13. The view taken in Panchdeo Narain Srivastava v. Km. Jyoti Sahay : AIR 1983 SC 462 (supra) is the same taken in Akshaya Restaurant v. P. Anjanappa : AIR 1995 SC 1498 (supra), which has been held to be per incuriam. Therefore, the reliance placed upon the judgment in Panchdeo Narain Srivastava v. Km. Jyoti Sahay (supra) by the Trial Court, will not advance the case of the respondent any further, in view of the principles of law enunciated in Gautam Sarup v. Leela Jetly AIR 2009 SC (Supp) 363 (supra).

14. It is stated in the impugned order that the amendment of the nature sought by the respondent is not barred by the provisions of Order 6, Rule 17. This finding is not tenable, in the light of the settled legal position discussed hereinabove.

15. Taking into consideration the totality of the facts and circumstances of the case, as well as the settled legal position as discussed hereinabove, the interference of this Court is necessitated.
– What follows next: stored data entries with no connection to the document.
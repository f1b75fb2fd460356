//! Risk finding types and severity levels.

use rust_decimal::Decimal;
use serde::{Deserialize, Serialize};
use std::fmt;

/// Severity of a risk finding.
#[derive(Debug, Clone, Copy, PartialEq, Eq, PartialOrd, Ord, Hash, Serialize, Deserialize)]
#[serde(rename_all = "UPPERCASE")]
pub enum RiskSeverity {
    /// Worth noting, no action implied.
    Low,
    /// Earnings quality concern that warrants a closer look.
    Medium,
    /// Solvency or earnings stability concern.
    High,
}

impl RiskSeverity {
    pub fn as_str(&self) -> &'static str {
        match self {
            RiskSeverity::Low => "LOW",
            RiskSeverity::Medium => "MEDIUM",
            RiskSeverity::High => "HIGH",
        }
    }
}

impl fmt::Display for RiskSeverity {
    fn fmt(&self, f: &mut fmt::Formatter<'_>) -> fmt::Result {
        f.write_str(self.as_str())
    }
}

/// Stable identifier of the detector that produced a finding.
#[derive(Debug, Clone, Copy, PartialEq, Eq, Hash, Serialize, Deserialize)]
#[serde(rename_all = "kebab-case")]
pub enum RiskFindingId {
    /// Current ratio below the liquidity threshold.
    LiquidityRisk,
    /// Operating cash flow diverging from net income.
    CashFlowDiscrepancy,
    /// Income moving disproportionately to revenue year over year.
    OperatingLeverage,
}

impl RiskFindingId {
    pub fn as_str(&self) -> &'static str {
        match self {
            RiskFindingId::LiquidityRisk => "liquidity-risk",
            RiskFindingId::CashFlowDiscrepancy => "cash-flow-discrepancy",
            RiskFindingId::OperatingLeverage => "operating-leverage",
        }
    }

    /// Human-readable title shown on the finding card.
    pub fn title(&self) -> &'static str {
        match self {
            RiskFindingId::LiquidityRisk => "Liquidity Risk",
            RiskFindingId::CashFlowDiscrepancy => "Cash Flow Discrepancy",
            RiskFindingId::OperatingLeverage => "Operating Leverage Risk",
        }
    }

    /// Label of the quantity the detector evaluates.
    pub fn metric(&self) -> &'static str {
        match self {
            RiskFindingId::LiquidityRisk => "Current Ratio",
            RiskFindingId::CashFlowDiscrepancy => "Cash Flow vs Net Income",
            RiskFindingId::OperatingLeverage => "Operating Leverage",
        }
    }
}

impl fmt::Display for RiskFindingId {
    fn fmt(&self, f: &mut fmt::Formatter<'_>) -> fmt::Result {
        f.write_str(self.as_str())
    }
}

/// A single detected risk condition, ready for display.
#[derive(Debug, Clone, PartialEq, Serialize, Deserialize)]
#[serde(rename_all = "camelCase")]
pub struct RiskFinding {
    pub id: RiskFindingId,
    pub severity: RiskSeverity,
    pub title: String,
    pub description: String,
    pub metric: String,
    pub current_value: Decimal,
    pub threshold: Decimal,
    /// Raw inputs cited in support of the finding, in display order.
    pub evidence: Vec<String>,
}

impl RiskFinding {
    /// Create a finding whose title and metric label come from `id`.
    pub fn new(
        id: RiskFindingId,
        severity: RiskSeverity,
        description: String,
        current_value: Decimal,
        threshold: Decimal,
        evidence: Vec<String>,
    ) -> Self {
        Self {
            id,
            severity,
            title: id.title().to_string(),
            description,
            metric: id.metric().to_string(),
            current_value,
            threshold,
            evidence,
        }
    }
}

/// Result of running one detector.
#[derive(Debug, Clone, PartialEq, Serialize, Deserialize)]
#[serde(tag = "status", rename_all = "snake_case")]
pub enum DetectorOutcome {
    /// The condition was evaluated and breached its threshold.
    Risk(RiskFinding),
    /// The condition was evaluated and is within range.
    Clear,
    /// A required input was unknown or made the metric undefined.
    InsufficientData { reason: String },
}

impl DetectorOutcome {
    pub fn insufficient(reason: impl Into<String>) -> Self {
        DetectorOutcome::InsufficientData {
            reason: reason.into(),
        }
    }

    pub fn finding(&self) -> Option<&RiskFinding> {
        match self {
            DetectorOutcome::Risk(finding) => Some(finding),
            _ => None,
        }
    }

    pub fn into_finding(self) -> Option<RiskFinding> {
        match self {
            DetectorOutcome::Risk(finding) => Some(finding),
            _ => None,
        }
    }

    pub fn is_insufficient(&self) -> bool {
        matches!(self, DetectorOutcome::InsufficientData { .. })
    }
}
16. In B.K. Muniraju v. State of Karnataka and Ors. : (2008) 4 SCC 451 : AIR 2008 SC 1438, the Supreme Court has held as under:

24. It is clear that whether it is a writ of certiorari or the exercise of supervisory jurisdiction, none is available to correct mere errors of fact or of law unless the following requirements are satisfied: (i) the error is manifest and apparent on the face of the proceedings such as when it is based on clear ignorance or utter disregard of the provisions of law, and (ii) a grave injustice or gross failure of justice has occasioned thereby. It is also clear that the High Court in exercise of certiorari or supervisory jurisdiction will not convert itself into a court of appeal and indulge in reappreciation or evaluation of evidence or correct errors in drawing inferences or correct errors of mere formal or technical character.

17. Examined in the light of the above-mentioned principles of law, it appears that the Trial Court has committed a manifest error by passing the impugned order, which is in contradiction to the settled, principles of law, thereby causing failure of justice.

18. Accordingly, the petition is allowed. The impugned order dated 7-3-2009, passed below application at Exh.42 in Regular Civil Suit No. 595 of 2005, by the learned 4th Addl. Senior Civil Judge, Surat, is quashed and set aside. Rule is made absolute. There shall be no orders as to costs.